Population-based study of persons living in the Chianti geographic area (Tuscany, Italy).
A representative sample of 509 women aged 65 and older with measures of total E2.
Serum total E2 was measured at the University of Parma using ultrasensitive radioimmunoassay (RIA).
Women who died (n = 135) during 9 years of follow up were older; had higher total E2 levels; and were more likely to have evidence of stroke, hypertension, diabetes mellitus, and congestive heart failure at baseline than survivors. Higher E2 levels were associated with a greater likelihood of death (hazard ratio (HR) = 1.03, 95% confidence interval (CI) = 1.01–1.06), and the relationship was independent of age, waist:hip ratio, C-reactive protein, education, cognitive function, physical activity, caloric intake, smoking, and chronic disease (HR = 1.08 pg/mL, 95% CI = 1.03–1.13, P = .003). The excessive risk of death associated with higher total E2 was not attenuated after adjustment for total testosterone (HR = 1.12, 95% CI = 1.02–1.18, P<.001) and after further adjustment for insulin resistance evaluated using the homeostasis model assessment (HR = 1.07, 95% CI = 1.03–1.17, P<.001).
Total E2 was highly predictive of death after more than 5 years (HR = 1.42: CI 1.01–1.91, P = .04) and not predictive of death for less than 5 years (P = .78).
Higher total E2 concentration predicts mortality in older women not taking HRT.
Serum estradiol (E2) levels abruptly decrease at menopause in women. It has been postulated that the greater risk of cardiovascular events in women after menopause is due to sudden withdrawal of the protective effect of E2.1 Accordingly, several large interventional trials have been conducted to test the effects of estrogen therapy in postmenopausal women. Surprisingly, the administration of estrogen and progesterone hormone replacement therapy (HRT) in late postmenopause was associated with greater risk of cardiovascular disease, stroke, and cancer.2–4 The prevalence of adverse outcomes was higher in older age groups, suggesting that the timing of HRT initiation after menopause is an important factor that modulates the potential harm induced by estrogen administration.5
Because new ultrasensitive methods allow for accurate measurement of very low concentrations of endogenous estrogens, more studies on the effect of estrogens on health status have been published.6 There is emerging evidence that postmenopausal women with higher E2 levels have a greater risk of developing insulin resistance, type 2 diabetes mellitus, and breast cancer.7–13 In addition, higher E2 levels predict short-term mortality in older women with severe infections.14 Despite this initial evidence of detrimental effects of E2, the overall relationship between endogenous E2 levels, health, and mortality in postmenopausal women is still uncertain.15–18
The relationship between total E2 levels in postmenopausal women and mortality was investigated over a 9-year period.

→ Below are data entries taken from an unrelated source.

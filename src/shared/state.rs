//! Game context shared between the main loop and worker threads

use crossbeam_channel::{unbounded, Receiver, Sender};
use std::sync::Arc;
use tracing::{debug, info, warn};

use crate::clock::{format_short_with_limit, ClockError, TurnClock};
use crate::config::AppConfig;
use crate::delegate::Function0Delegate;
use crate::turns::{TeamId, TurnSystem};
use crate::world::WorldLootList;

use super::messages::LoopMessage;

/// Everything a running game needs, constructed once and passed to the loop
pub struct GameContext {
    config: AppConfig,
    clock: Arc<TurnClock>,
    turns: Arc<TurnSystem>,
    loot: Arc<WorldLootList>,
    on_start_running_clock: Function0Delegate,
    sender: Sender<LoopMessage>,
    inbox: Receiver<LoopMessage>,
}

impl GameContext {
    /// Spawn the turn clock and wire it to the turn system:
    /// - every granted turn resets and starts the clock
    /// - an expired clock posts [`LoopMessage::TurnTimeOver`]
    /// - starting the clock for the first time begins the first turn
    pub fn new(config: AppConfig, turns: Arc<TurnSystem>) -> Result<Self, ClockError> {
        let policy = config.dispatch.policy;
        let clock = Arc::new(TurnClock::spawn(config.clock.to_clock_config(policy))?);
        let loot = WorldLootList::attached(&turns);
        let (sender, inbox) = unbounded();

        let weak_clock = Arc::downgrade(&clock);
        turns.on_turn_get().register(move |_: &TeamId| {
            if let Some(clock) = weak_clock.upgrade() {
                clock.reset();
                clock.start();
            }
        });

        let time_over = sender.clone();
        let expiring = Arc::downgrade(&turns);
        clock.on_time_over().register_fn(move || {
            let Some(turns) = expiring.upgrade() else {
                return;
            };
            let turn = turns.turn_number();
            if time_over.send(LoopMessage::TurnTimeOver { turn }).is_err() {
                warn!("Main loop is gone, dropping time-over notice");
            }
        });

        let on_start_running_clock = Function0Delegate::with_policy(policy);
        let first_turn = turns.clone();
        on_start_running_clock.register_once_fn(move || first_turn.begin());

        Ok(Self {
            config,
            clock,
            turns,
            loot,
            on_start_running_clock,
            sender,
            inbox,
        })
    }

    /// Begin the first turn and let the clock run
    pub fn start_game(&self) {
        info!("Starting game with {} team(s)", self.turns.teams().len());
        self.on_start_running_clock.fire();
    }

    /// Handle messages posted since the last frame. Must be called from the main
    /// loop. Returns false once a shutdown was requested.
    pub fn update(&self) -> bool {
        let mut keep_running = true;
        for message in self.inbox.try_iter() {
            match message {
                LoopMessage::TurnTimeOver { turn } if turn != self.turns.turn_number() => {
                    debug!("Ignoring time-over notice for turn {}, which already ended", turn);
                }
                LoopMessage::TurnTimeOver { .. } => {
                    info!("Time is up for {}", self.turns.active_team().id());
                    self.end_turn();
                }
                LoopMessage::Shutdown => keep_running = false,
            }
        }
        keep_running
    }

    /// Pass the turn to the next team
    pub fn end_turn(&self) -> TeamId {
        self.turns.next_turn()
    }

    /// Handle for posting messages from other threads
    pub fn sender(&self) -> Sender<LoopMessage> {
        self.sender.clone()
    }

    /// Remaining turn time as `MM:SS`.
    ///
    /// Unbounded turns, and values the short format cannot hold, fall back to
    /// the clock's own display text.
    pub fn remaining_short(&self) -> String {
        let remaining = match self.clock.remaining() {
            Ok(remaining) => remaining,
            Err(_) => return self.clock.display_string(),
        };
        let millis = i64::try_from(remaining.as_millis()).unwrap_or(i64::MAX);
        match format_short_with_limit(millis, self.config.clock.short_format_limit_ms) {
            Ok(text) => text,
            Err(e) => {
                warn!("{}", e);
                self.clock.display_string()
            }
        }
    }

    pub fn config(&self) -> &AppConfig {
        &self.config
    }

    pub fn clock(&self) -> &TurnClock {
        &self.clock
    }

    pub fn turns(&self) -> &Arc<TurnSystem> {
        &self.turns
    }

    pub fn loot(&self) -> &Arc<WorldLootList> {
        &self.loot
    }

    pub fn on_start_running_clock(&self) -> &Function0Delegate {
        &self.on_start_running_clock
    }
}

#[cfg(test)]
mod tests {
    use super::*;
    use crate::delegate::DispatchPolicy;
    use crate::turns::{Player, Team};
    use crate::world::{Loot, LootKind};
    use std::thread;
    use std::time::{Duration, Instant};

    fn context(turn_duration_ms: Option<u64>) -> GameContext {
        context_with_teams(turn_duration_ms, 2)
    }

    fn context_with_teams(turn_duration_ms: Option<u64>, team_count: usize) -> GameContext {
        let policy = DispatchPolicy::Propagate;
        let teams = (0..team_count)
            .map(|i| {
                let corner = (i as i32 * 10 + 2, i as i32 * 10 + 2);
                Team::new(TeamId(i), Player::new(format!("Player {i}"), corner, 2, (28, 25), policy))
            })
            .collect();
        let turns = Arc::new(TurnSystem::new(teams, policy).unwrap());
        let mut config = AppConfig::default();
        config.clock.turn_duration_ms = turn_duration_ms;
        config.clock.tick_interval_ms = 2;
        config.clock.idle_interval_ms = 5;
        GameContext::new(config, turns).unwrap()
    }

    #[test]
    fn test_start_game_runs_clock() {
        let ctx = context(Some(60_000));
        assert!(!ctx.clock().is_running());

        ctx.start_game();
        assert!(ctx.clock().is_running());
        assert_eq!(ctx.turns().active_team().id(), TeamId(0));

        // Only the first start begins a turn
        ctx.on_start_running_clock().fire();
        assert_eq!(ctx.turns().active_team().id(), TeamId(0));
    }

    #[test]
    fn test_end_turn_resets_clock() {
        let ctx = context(Some(60_000));
        ctx.start_game();
        thread::sleep(Duration::from_millis(30));
        assert!(ctx.clock().elapsed() > Duration::ZERO);

        assert_eq!(ctx.end_turn(), TeamId(1));
        assert!(ctx.clock().is_running());
        assert!(ctx.clock().elapsed() < Duration::from_millis(30));
    }

    #[test]
    fn test_time_over_ends_turn_on_update() {
        let ctx = context(Some(50));
        ctx.start_game();

        let deadline = Instant::now() + Duration::from_secs(5);
        while ctx.turns().active_team().id() == TeamId(0) {
            assert!(Instant::now() < deadline, "turn never ended");
            assert!(ctx.update());
            thread::sleep(Duration::from_millis(5));
        }
        // The next team's turn started a fresh countdown
        assert!(ctx.clock().is_running());
    }

    #[test]
    fn test_stale_time_over_ignored_after_manual_end_turn() {
        let ctx = context_with_teams(Some(30), 3);
        let (expired_tx, expired_rx) = crossbeam_channel::bounded(1);
        ctx.clock().on_time_over().register_fn(move || {
            let _ = expired_tx.try_send(());
        });
        ctx.start_game();

        expired_rx
            .recv_timeout(Duration::from_secs(5))
            .expect("clock never expired");
        // Keep the next turn from expiring while the check runs
        ctx.clock().set_turn_duration(Some(Duration::from_secs(60)));
        // Team 0 ends its turn by hand before the loop sees the notice
        assert_eq!(ctx.end_turn(), TeamId(1));

        assert!(ctx.update());
        assert_eq!(ctx.turns().active_team().id(), TeamId(1));
    }

    #[test]
    fn test_shutdown_message_stops_update() {
        let ctx = context(Some(60_000));
        let sender = ctx.sender();
        thread::spawn(move || sender.send(LoopMessage::Shutdown).unwrap())
            .join()
            .unwrap();
        assert!(!ctx.update());
    }

    #[test]
    fn test_remaining_short() {
        let ctx = context(Some(120_000));
        assert_eq!(ctx.remaining_short(), "02:00");

        let infinite = context(None);
        assert_eq!(infinite.remaining_short(), infinite.clock().display_string());
    }

    #[test]
    fn test_remaining_short_falls_back_above_limit() {
        let ctx = context(Some(100 * 60_000));
        assert_eq!(ctx.remaining_short(), "100:00:000");
    }

    #[test]
    fn test_loot_follows_turns() {
        let ctx = context(Some(60_000));
        ctx.start_game();
        ctx.loot()
            .add(Loot::new(LootKind::Treasure, "Treasure", 24, 22))
            .unwrap();
        assert_eq!(ctx.loot().visible_len(), 0);

        ctx.end_turn();
        assert_eq!(ctx.loot().visible_len(), 1);
    }
}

The effect of free E2 estimated using a formula widely acknowledged in the literature was also analyzed.19 The reason to conduct separate analyses on both measurements is that, although total E2 is directly measured, free E2 (the unbound hormone fraction) is the more biologically active E2 fraction.

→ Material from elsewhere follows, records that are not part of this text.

//! Game context and messaging between worker threads and the main loop
//!
//! The context owns the turn clock, the turn system and the world loot list and
//! wires their delegates together. Worker threads never mutate turn order
//! themselves; they post a [`LoopMessage`] that the main loop handles.

pub mod state;
pub mod messages;

pub use state::GameContext;
pub use messages::LoopMessage;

The study population included 556 women randomly selected from all women aged 65 and older who were resident in the Chianti, Italy, area (the Invecchiare in Chianti (InCHIANTI) Study). Of these, 47 participants were excluded, because they were using HRT, leaving 509 women (aged 65–102) with complete data. Of 509 participants, 469 had natural menopause, and 40 had surgical menopause. All were using oral HRT. None of the participants were taking androgens. The Italian National Institute of Research and Care of Aging institutional review board ratified the study protocol, and all participants received a full description of the study and consented to participate.20
Blood samples were obtained from participants between 7:00 a.m. and 8:00 a.m after a 12-hour fast after a 15-minute rest. Aliquots of serum were stored at −80°C until analyzed.19
E2 was measured in the Laboratory of the University of Parma using ultrasensitive radioimmunoassay (RIA) using a DSL-4800 Kit with a minimum detectable concentration (MDC) of 2.2 pg/mL and intra- and interassay coefficients of variation (CVs) of 8% and 10%, respectively. Total testosterone was assayed using commercial RIA kits (Diagnostic Systems Laboratories, Webster, TX). For total testosterone, MDC was 0.086 ng/mL, and intra-assay and interassay CVs were less than 10%.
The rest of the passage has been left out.